YOUR INSTRUCTIONS -> Beginning with the line that holds "a connection: starts" in the data below, give again every line through the one that holds "#[instrument(skip(stream))]", exactly as written.
::: DATA EXTRACTS
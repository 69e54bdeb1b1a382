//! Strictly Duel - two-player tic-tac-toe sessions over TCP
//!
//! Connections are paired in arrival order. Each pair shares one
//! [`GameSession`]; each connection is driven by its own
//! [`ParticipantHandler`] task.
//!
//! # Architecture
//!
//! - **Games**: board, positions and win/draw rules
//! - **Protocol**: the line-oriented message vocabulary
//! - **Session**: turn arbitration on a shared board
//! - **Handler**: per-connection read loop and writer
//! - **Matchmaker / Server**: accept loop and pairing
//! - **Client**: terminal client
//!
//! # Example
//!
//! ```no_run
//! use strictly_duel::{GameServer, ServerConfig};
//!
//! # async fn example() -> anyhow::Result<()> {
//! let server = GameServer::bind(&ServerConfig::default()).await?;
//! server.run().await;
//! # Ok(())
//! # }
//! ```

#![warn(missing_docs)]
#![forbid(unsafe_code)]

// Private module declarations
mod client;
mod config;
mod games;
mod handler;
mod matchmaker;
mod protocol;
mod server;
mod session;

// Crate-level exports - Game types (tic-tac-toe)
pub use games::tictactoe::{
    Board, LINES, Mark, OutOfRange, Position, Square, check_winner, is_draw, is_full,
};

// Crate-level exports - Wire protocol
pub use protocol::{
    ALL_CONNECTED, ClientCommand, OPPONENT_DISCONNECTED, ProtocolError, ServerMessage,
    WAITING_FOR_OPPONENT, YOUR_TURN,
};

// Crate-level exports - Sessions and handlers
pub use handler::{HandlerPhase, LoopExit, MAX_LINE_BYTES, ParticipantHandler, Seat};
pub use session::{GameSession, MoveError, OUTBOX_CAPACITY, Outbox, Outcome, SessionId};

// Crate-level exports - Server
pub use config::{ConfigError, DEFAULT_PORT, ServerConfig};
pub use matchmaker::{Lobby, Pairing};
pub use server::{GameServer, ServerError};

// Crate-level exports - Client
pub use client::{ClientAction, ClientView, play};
::::::
::: DATA EXTRACTS
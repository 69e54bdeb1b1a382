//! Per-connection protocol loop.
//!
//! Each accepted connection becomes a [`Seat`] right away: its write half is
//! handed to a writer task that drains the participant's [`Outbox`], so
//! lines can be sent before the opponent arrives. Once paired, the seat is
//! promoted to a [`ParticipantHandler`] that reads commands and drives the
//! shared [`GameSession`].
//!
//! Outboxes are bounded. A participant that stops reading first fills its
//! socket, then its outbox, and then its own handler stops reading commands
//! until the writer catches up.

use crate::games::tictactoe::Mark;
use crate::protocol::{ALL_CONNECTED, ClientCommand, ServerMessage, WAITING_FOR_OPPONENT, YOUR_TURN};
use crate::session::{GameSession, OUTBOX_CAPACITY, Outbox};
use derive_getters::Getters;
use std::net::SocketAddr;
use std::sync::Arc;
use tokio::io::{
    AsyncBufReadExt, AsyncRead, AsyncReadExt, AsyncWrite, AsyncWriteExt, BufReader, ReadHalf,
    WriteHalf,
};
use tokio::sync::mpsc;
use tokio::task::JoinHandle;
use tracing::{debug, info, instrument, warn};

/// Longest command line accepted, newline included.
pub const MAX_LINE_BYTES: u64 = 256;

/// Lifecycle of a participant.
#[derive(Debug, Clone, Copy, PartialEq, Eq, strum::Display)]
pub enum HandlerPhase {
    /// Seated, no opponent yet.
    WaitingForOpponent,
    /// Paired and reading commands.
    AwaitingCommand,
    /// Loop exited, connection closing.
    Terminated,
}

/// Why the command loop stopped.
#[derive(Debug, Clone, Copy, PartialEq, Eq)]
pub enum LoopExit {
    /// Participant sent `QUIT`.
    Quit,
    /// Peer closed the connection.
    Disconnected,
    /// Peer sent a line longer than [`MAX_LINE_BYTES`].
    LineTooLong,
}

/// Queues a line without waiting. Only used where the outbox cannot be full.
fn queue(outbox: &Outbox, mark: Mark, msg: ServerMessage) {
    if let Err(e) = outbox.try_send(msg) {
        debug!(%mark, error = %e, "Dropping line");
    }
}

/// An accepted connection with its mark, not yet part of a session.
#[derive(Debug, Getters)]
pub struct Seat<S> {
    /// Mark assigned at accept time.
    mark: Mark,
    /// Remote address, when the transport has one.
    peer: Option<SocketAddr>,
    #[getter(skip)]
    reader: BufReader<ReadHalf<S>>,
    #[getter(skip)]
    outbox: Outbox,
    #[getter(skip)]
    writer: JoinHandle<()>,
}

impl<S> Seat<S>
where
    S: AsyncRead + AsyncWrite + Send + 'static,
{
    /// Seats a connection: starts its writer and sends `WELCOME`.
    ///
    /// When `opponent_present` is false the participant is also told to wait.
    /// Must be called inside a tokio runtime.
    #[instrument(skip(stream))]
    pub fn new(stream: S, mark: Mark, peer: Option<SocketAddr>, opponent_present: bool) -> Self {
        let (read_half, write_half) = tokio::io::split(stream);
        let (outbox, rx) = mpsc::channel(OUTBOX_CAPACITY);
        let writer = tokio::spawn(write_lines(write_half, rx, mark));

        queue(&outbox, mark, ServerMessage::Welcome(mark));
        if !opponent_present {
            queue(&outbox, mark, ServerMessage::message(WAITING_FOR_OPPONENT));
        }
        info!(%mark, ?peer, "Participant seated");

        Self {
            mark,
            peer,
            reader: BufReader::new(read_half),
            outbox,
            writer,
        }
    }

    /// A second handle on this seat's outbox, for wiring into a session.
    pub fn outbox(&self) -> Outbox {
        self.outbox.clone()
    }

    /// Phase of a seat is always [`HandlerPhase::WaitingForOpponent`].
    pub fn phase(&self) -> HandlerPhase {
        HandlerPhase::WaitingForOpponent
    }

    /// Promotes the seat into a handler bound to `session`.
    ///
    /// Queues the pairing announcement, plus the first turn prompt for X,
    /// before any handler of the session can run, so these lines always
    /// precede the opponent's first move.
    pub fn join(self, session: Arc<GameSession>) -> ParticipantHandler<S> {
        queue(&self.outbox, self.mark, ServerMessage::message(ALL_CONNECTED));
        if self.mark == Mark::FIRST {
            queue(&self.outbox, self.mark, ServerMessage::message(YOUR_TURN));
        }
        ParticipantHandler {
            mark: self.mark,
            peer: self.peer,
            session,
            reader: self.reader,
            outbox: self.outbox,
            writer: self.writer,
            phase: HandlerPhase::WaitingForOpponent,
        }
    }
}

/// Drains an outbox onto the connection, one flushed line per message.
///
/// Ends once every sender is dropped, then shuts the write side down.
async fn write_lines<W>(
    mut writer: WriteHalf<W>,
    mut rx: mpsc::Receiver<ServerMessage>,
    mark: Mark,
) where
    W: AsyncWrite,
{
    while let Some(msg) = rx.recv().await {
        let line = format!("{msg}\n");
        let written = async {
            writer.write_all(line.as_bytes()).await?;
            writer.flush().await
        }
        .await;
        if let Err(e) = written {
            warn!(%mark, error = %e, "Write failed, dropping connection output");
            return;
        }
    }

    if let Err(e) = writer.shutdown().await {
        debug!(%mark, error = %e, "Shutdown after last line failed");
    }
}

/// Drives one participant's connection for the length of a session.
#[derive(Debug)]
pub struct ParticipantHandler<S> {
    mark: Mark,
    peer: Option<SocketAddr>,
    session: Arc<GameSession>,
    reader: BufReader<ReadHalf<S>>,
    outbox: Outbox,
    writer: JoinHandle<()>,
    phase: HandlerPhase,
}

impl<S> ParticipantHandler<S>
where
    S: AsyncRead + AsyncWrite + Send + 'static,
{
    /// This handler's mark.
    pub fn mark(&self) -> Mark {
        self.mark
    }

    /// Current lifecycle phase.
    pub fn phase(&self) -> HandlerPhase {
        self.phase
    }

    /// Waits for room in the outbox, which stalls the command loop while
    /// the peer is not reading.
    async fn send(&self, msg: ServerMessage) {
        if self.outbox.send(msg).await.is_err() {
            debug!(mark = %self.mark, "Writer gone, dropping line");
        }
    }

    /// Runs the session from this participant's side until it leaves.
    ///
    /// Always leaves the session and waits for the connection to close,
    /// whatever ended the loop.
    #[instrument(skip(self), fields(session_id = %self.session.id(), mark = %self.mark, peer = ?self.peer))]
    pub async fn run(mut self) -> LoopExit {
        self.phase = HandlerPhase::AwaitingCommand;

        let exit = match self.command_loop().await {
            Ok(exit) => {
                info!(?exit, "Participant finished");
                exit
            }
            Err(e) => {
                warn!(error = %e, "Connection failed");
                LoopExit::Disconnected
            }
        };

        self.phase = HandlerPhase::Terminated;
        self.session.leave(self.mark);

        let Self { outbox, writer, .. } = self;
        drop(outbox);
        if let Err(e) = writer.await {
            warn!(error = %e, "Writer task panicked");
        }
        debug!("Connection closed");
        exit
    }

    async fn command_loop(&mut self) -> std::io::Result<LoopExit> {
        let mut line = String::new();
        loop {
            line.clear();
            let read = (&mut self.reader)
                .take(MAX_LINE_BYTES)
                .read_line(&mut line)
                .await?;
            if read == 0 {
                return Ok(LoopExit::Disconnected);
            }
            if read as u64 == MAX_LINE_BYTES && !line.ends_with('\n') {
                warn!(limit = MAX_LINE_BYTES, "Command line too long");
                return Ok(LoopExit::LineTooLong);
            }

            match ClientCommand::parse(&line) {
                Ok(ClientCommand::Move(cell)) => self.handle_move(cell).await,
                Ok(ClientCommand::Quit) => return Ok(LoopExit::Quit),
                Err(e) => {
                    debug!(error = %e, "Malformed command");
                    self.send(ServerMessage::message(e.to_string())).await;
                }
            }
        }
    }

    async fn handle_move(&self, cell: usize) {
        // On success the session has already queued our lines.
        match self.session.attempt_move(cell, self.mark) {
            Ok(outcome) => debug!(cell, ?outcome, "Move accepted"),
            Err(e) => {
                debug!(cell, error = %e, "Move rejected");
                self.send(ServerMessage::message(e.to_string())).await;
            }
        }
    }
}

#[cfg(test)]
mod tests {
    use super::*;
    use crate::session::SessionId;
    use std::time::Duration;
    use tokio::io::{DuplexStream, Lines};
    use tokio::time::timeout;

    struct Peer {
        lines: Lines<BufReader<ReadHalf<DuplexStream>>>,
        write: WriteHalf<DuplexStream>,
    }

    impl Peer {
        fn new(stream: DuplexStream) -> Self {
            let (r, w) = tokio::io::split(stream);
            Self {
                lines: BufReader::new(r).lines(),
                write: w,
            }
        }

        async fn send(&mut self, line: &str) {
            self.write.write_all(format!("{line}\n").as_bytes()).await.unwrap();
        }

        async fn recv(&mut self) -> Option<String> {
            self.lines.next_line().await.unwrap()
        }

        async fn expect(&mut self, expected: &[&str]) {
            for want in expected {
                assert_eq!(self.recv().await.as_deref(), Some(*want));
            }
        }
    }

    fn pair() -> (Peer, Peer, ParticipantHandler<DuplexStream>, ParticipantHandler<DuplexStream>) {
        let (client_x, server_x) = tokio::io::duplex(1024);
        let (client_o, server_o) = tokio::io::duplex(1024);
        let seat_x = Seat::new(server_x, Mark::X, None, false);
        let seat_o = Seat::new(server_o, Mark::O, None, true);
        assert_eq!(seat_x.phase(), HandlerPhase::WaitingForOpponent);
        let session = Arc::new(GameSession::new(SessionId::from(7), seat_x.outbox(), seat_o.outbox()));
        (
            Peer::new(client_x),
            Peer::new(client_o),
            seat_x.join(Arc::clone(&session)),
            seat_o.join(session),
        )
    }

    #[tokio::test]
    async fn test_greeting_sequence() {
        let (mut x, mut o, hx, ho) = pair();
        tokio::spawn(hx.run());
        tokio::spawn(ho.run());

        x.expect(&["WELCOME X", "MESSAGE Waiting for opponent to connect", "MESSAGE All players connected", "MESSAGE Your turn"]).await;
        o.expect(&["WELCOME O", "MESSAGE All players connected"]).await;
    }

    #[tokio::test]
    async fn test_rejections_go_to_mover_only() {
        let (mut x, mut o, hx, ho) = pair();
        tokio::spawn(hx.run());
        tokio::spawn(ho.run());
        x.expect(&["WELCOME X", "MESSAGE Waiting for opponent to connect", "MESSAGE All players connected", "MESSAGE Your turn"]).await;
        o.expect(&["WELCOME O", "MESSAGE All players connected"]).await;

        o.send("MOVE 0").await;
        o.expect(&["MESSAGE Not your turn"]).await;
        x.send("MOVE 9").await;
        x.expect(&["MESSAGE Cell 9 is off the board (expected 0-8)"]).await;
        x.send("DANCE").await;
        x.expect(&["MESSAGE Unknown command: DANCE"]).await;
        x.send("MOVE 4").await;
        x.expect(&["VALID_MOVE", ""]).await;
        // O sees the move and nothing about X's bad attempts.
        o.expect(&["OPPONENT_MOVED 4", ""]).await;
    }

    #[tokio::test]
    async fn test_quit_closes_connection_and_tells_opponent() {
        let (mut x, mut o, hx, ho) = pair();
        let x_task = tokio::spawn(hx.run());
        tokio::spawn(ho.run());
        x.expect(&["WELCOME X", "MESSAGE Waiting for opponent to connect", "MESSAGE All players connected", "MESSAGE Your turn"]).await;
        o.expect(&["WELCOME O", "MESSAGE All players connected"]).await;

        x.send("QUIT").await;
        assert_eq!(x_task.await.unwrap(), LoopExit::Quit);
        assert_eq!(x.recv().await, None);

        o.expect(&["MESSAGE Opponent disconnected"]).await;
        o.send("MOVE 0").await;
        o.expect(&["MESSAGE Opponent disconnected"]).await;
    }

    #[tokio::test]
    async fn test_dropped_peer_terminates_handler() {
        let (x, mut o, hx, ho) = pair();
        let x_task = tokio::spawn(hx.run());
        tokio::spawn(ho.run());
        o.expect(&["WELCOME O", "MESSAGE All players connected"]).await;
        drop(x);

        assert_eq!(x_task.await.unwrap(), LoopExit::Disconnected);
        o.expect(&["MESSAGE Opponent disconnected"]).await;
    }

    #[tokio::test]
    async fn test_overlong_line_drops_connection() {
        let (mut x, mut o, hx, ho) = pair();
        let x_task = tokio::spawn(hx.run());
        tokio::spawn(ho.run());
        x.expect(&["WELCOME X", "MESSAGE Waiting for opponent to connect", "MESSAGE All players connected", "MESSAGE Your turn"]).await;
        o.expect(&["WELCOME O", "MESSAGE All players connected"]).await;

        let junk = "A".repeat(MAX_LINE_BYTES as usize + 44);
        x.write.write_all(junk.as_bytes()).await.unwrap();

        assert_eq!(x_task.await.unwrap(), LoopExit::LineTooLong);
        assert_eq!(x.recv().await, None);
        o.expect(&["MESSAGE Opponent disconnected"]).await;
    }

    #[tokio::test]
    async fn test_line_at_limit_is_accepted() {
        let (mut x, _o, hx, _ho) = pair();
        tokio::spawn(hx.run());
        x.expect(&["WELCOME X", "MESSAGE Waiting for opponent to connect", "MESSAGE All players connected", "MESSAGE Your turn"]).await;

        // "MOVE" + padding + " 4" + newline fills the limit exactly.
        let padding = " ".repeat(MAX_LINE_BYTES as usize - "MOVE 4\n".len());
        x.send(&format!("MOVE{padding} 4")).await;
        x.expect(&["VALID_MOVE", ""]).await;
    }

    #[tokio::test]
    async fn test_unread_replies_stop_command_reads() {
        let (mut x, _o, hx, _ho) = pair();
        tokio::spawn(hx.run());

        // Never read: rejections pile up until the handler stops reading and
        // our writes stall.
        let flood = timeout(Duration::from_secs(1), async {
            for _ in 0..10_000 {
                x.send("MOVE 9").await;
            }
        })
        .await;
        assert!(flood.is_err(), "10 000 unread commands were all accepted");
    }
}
::::::
EXERCISE RESULT ->
    /// Seats a connection: starts its writer and sends `WELCOME`.
    ///
    /// When `opponent_present` is false the participant is also told to wait.
    /// Must be called inside a tokio runtime.
    #[instrument(skip(stream))]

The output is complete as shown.